● What is expected
The line containing "not valid TOML." marks the end; copy exactly all lines from the start of the material up to and including it.

● Dataset excerpts
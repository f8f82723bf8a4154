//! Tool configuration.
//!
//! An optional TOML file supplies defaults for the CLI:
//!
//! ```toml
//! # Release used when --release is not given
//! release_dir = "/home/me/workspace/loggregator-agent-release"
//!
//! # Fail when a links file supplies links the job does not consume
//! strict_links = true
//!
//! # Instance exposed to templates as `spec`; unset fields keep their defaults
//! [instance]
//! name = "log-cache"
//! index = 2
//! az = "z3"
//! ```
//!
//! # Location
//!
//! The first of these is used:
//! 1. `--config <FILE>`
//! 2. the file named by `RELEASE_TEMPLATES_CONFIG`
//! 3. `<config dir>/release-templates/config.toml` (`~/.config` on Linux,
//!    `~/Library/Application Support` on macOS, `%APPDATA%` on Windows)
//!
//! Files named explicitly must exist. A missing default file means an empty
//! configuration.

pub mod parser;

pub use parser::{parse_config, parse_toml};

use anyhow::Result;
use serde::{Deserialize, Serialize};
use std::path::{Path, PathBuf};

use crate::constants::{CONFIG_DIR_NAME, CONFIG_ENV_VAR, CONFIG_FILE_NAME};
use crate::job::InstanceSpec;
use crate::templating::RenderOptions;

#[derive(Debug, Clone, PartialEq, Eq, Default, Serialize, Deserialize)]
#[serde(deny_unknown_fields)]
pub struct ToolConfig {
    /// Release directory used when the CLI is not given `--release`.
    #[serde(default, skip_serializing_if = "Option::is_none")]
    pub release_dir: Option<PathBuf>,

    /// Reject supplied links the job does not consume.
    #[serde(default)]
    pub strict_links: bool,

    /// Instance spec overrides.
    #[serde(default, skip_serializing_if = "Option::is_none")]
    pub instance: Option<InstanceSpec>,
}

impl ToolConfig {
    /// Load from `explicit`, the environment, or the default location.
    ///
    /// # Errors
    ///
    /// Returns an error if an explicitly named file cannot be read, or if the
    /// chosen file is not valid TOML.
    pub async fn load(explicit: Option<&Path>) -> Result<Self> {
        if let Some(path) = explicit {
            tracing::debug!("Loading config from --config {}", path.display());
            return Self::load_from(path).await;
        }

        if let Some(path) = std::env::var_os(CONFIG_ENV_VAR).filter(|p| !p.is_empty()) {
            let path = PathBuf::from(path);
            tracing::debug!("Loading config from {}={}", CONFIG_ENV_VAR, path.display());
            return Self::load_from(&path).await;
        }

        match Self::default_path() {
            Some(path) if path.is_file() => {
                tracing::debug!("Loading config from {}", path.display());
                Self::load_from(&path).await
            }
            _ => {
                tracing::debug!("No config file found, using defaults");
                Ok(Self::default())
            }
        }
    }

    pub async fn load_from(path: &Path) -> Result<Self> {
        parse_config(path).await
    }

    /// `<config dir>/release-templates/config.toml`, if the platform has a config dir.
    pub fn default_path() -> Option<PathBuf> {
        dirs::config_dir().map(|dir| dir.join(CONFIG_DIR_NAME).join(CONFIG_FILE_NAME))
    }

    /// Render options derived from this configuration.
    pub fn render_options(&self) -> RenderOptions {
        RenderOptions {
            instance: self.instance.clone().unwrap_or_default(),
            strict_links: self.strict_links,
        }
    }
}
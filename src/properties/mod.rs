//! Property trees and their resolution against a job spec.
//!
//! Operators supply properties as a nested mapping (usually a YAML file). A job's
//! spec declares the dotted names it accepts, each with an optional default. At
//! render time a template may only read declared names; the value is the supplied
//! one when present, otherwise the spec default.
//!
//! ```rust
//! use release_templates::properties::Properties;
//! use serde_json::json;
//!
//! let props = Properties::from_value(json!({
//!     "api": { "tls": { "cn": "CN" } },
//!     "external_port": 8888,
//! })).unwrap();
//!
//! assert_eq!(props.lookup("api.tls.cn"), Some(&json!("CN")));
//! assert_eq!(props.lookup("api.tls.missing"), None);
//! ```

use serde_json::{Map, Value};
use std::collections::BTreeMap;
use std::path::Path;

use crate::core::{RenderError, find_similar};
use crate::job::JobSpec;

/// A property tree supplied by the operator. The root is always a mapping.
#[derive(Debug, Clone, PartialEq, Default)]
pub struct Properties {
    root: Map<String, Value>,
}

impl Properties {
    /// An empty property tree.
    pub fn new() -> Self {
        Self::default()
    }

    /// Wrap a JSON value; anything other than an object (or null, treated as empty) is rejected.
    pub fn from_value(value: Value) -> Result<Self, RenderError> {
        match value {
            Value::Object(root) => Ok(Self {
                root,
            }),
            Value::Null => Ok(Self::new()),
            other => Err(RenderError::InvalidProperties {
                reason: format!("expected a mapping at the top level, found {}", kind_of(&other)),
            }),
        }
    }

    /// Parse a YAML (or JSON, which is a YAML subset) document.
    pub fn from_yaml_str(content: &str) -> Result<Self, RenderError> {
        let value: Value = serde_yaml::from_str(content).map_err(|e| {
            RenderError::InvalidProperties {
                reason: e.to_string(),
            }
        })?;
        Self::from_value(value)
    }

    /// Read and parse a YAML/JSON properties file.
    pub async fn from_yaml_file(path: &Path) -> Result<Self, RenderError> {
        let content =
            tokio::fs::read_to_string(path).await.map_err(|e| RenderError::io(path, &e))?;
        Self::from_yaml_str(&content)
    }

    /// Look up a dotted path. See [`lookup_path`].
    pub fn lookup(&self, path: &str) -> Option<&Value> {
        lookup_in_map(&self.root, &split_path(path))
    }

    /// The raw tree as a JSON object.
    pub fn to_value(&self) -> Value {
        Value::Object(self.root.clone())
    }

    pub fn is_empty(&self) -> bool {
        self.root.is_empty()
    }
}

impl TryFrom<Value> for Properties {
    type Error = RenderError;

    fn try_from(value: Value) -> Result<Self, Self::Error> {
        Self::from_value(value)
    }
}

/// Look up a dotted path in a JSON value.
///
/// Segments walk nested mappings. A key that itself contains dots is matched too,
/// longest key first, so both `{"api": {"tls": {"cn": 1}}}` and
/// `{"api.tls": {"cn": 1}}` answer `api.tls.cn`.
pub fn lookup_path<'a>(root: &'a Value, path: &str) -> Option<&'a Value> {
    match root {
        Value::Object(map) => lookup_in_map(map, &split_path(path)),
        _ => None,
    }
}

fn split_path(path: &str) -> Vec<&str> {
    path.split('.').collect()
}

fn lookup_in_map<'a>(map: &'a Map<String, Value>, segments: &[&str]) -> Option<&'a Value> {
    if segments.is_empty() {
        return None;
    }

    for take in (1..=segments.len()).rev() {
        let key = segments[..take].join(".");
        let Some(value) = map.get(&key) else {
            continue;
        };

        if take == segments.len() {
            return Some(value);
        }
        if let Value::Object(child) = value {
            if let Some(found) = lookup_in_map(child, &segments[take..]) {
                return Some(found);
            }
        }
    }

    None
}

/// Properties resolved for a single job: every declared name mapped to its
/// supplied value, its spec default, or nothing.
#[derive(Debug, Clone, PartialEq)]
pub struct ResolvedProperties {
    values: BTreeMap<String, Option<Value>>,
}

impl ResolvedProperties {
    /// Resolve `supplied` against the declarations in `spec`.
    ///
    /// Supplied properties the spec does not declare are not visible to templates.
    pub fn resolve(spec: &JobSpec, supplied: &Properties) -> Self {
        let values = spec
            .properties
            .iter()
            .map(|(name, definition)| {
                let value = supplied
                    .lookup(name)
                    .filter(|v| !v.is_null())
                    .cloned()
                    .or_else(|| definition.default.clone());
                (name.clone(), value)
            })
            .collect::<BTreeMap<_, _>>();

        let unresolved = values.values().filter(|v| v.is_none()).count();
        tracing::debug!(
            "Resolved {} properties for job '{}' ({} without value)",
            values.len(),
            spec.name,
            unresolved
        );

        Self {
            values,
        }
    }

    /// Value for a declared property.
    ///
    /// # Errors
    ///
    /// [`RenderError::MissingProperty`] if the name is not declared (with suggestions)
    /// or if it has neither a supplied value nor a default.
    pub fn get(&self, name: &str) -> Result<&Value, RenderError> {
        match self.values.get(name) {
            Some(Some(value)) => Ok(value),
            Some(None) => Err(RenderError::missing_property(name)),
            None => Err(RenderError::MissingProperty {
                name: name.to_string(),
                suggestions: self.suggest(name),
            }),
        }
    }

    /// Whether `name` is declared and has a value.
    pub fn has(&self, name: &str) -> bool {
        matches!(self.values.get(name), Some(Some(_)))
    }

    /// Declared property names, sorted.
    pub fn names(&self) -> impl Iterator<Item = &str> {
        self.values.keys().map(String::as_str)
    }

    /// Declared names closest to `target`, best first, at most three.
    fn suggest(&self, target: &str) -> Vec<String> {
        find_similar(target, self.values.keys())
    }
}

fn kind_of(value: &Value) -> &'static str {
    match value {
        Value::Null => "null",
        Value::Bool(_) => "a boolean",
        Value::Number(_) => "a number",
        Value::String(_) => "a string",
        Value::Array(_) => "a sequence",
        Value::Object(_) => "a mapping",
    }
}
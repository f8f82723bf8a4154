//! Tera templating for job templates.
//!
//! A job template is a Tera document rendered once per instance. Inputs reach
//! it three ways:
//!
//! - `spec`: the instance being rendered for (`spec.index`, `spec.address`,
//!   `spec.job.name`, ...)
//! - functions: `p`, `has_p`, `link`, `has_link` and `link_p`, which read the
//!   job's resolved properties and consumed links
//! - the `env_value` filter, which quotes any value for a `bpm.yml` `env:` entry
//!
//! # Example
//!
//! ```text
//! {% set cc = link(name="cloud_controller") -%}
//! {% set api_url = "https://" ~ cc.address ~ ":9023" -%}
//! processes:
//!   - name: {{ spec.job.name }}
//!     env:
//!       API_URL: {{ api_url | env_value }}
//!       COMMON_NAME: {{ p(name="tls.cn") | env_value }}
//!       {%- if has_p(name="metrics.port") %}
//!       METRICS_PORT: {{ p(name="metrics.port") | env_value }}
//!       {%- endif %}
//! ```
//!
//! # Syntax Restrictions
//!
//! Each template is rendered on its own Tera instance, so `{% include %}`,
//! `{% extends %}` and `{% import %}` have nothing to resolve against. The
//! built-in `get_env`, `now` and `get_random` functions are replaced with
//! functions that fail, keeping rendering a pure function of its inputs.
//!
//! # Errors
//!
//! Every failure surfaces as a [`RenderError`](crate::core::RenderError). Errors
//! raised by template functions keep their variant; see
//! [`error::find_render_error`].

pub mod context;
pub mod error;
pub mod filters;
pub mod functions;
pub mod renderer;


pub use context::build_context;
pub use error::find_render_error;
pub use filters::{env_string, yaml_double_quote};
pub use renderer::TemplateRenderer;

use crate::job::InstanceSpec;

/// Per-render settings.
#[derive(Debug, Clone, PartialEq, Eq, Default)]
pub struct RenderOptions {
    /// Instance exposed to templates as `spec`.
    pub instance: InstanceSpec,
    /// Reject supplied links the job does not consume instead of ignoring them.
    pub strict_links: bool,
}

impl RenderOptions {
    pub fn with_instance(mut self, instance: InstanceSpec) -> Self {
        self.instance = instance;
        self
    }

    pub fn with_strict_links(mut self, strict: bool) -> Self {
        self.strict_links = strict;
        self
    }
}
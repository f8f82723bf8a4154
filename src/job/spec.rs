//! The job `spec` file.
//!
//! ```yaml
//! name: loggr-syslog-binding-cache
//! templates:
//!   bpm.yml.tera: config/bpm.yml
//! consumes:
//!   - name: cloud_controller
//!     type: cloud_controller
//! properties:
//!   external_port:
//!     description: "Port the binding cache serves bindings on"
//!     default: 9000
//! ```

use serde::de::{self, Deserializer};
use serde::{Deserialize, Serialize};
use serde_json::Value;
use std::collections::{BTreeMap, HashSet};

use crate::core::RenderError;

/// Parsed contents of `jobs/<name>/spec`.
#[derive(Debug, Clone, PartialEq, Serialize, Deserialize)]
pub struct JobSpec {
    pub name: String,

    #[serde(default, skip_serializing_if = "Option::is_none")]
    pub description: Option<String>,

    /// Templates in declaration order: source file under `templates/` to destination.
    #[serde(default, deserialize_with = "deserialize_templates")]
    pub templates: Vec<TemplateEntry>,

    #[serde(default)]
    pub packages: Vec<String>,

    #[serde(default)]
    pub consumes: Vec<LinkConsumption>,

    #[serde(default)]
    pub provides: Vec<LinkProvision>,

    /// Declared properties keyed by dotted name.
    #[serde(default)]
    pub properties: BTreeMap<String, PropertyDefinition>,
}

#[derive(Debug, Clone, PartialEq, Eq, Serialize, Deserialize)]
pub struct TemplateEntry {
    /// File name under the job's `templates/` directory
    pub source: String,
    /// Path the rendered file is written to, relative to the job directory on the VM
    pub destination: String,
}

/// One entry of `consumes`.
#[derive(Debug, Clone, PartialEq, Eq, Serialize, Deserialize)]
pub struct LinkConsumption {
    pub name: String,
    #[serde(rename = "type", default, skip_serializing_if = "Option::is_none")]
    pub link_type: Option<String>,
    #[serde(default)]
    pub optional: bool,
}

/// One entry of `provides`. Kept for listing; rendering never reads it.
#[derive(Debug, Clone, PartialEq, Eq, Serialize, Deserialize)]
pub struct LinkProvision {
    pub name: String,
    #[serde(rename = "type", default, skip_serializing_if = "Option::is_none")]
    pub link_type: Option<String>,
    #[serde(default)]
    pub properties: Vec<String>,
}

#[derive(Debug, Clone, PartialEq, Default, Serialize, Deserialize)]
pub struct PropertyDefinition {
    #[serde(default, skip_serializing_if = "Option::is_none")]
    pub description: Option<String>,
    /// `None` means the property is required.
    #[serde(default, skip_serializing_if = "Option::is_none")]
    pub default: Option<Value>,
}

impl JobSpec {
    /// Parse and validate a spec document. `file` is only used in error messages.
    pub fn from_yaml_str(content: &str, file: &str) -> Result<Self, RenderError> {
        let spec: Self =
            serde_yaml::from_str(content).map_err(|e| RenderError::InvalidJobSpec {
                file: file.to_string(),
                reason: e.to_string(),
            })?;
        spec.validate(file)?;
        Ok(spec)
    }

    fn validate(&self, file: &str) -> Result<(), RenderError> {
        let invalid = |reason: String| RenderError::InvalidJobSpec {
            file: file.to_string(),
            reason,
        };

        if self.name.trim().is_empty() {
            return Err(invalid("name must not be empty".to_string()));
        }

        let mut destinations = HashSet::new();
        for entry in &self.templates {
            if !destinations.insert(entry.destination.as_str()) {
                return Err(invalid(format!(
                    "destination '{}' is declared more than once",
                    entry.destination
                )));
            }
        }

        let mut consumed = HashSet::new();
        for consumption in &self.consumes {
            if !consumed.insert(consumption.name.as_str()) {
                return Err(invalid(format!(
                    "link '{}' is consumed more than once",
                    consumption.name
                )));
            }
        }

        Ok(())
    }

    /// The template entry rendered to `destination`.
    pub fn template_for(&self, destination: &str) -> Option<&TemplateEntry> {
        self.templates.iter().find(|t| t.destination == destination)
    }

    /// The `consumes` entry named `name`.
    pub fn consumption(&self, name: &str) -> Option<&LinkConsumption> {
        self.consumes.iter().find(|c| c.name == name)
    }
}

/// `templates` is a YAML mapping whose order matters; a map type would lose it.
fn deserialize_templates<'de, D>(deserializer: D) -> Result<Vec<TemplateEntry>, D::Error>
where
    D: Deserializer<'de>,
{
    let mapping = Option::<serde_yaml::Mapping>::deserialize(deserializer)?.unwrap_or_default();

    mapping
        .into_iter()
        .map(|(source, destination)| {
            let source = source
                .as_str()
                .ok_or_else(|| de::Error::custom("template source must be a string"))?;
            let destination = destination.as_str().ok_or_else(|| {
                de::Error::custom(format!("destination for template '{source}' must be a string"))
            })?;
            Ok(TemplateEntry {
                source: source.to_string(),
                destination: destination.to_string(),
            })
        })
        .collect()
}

● Expected answer
repository f8f82723bf8a4154
//! Tool configuration.
//!
//! An optional TOML file supplies defaults for the CLI:
//!
//! ```toml
//! # Release used when --release is not given
//! release_dir = "/home/me/workspace/loggregator-agent-release"
//!
//! # Fail when a links file supplies links the job does not consume
//! strict_links = true
//!
//! # Instance exposed to templates as `spec`; unset fields keep their defaults
//! [instance]
//! name = "log-cache"
//! index = 2
//! az = "z3"
//! ```
//!
//! # Location
//!
//! The first of these is used:
//! 1. `--config <FILE>`
//! 2. the file named by `RELEASE_TEMPLATES_CONFIG`
//! 3. `<config dir>/release-templates/config.toml` (`~/.config` on Linux,
//!    `~/Library/Application Support` on macOS, `%APPDATA%` on Windows)
//!
//! Files named explicitly must exist. A missing default file means an empty
//! configuration.

pub mod parser;

pub use parser::{parse_config, parse_toml};

use anyhow::Result;
use serde::{Deserialize, Serialize};
use std::path::{Path, PathBuf};

use crate::constants::{CONFIG_DIR_NAME, CONFIG_ENV_VAR, CONFIG_FILE_NAME};
use crate::job::InstanceSpec;
use crate::templating::RenderOptions;

#[derive(Debug, Clone, PartialEq, Eq, Default, Serialize, Deserialize)]
#[serde(deny_unknown_fields)]
pub struct ToolConfig {
    /// Release directory used when the CLI is not given `--release`.
    #[serde(default, skip_serializing_if = "Option::is_none")]
    pub release_dir: Option<PathBuf>,

    /// Reject supplied links the job does not consume.
    #[serde(default)]
    pub strict_links: bool,

    /// Instance spec overrides.
    #[serde(default, skip_serializing_if = "Option::is_none")]
    pub instance: Option<InstanceSpec>,
}

impl ToolConfig {
    /// Load from `explicit`, the environment, or the default location.
    ///
    /// # Errors
    ///
    /// Returns an error if an explicitly named file cannot be read, or if the
    /// chosen file is not valid TOML.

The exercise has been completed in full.